(Dataset entries begins)
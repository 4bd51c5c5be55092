//! [`Reducer`] — the plugin-supplied fold function for epic-scope replay.

use serde_json::Value;

/// Folds one epic-scope delta into accumulated state.
///
/// Treated as a first-class value passed into [`ContextFactory::bind`]
/// (spec §9: "Per-plugin reducers supplied at runtime… In a language
/// without closures-as-values, use a small polymorphic interface with a
/// single `apply` method"). A blanket impl covers plain closures so plugin
/// authors rarely need to name a type for this.
///
/// [`ContextFactory::bind`]: ../../alloy_framework/factory/struct.ContextFactory.html#method.bind
pub trait Reducer: Send + Sync {
    /// Folds `delta` into `state`, returning the new state.
    ///
    /// `state` is `None` before the first event is applied (spec §4.3 step
    /// 4: "starting from `null`").
    fn apply(&self, state: Option<Value>, delta: &Value) -> Value;
}

impl<F> Reducer for F
where
    F: Fn(Option<Value>, &Value) -> Value + Send + Sync,
{
    fn apply(&self, state: Option<Value>, delta: &Value) -> Value {
        self(state, delta)
    }
}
(Dataset entries ends)
Task to complete: From the first line to the last, retype the data exactly.

Output for this task:
repository 4bd51c5c5be55092
//! [`Reducer`] — the plugin-supplied fold function for epic-scope replay.

use serde_json::Value;

/// Folds one epic-scope delta into accumulated state.
///
/// Treated as a first-class value passed into [`ContextFactory::bind`]
/// (spec §9: "Per-plugin reducers supplied at runtime… In a language
/// without closures-as-values, use a small polymorphic interface with a
/// single `apply` method"). A blanket impl covers plain closures so plugin
/// authors rarely need to name a type for this.
///
/// [`ContextFactory::bind`]: ../../alloy_framework/factory/struct.ContextFactory.html#method.bind
pub trait Reducer: Send + Sync {
    /// Folds `delta` into `state`, returning the new state.
    ///
    /// `state` is `None` before the first event is applied (spec §4.3 step
    /// 4: "starting from `null`").
    fn apply(&self, state: Option<Value>, delta: &Value) -> Value;
}

impl<F> Reducer for F
where
    F: Fn(Option<Value>, &Value) -> Value + Send + Sync,
{
    fn apply(&self, state: Option<Value>, delta: &Value) -> Value {
        self(state, delta)
    }
}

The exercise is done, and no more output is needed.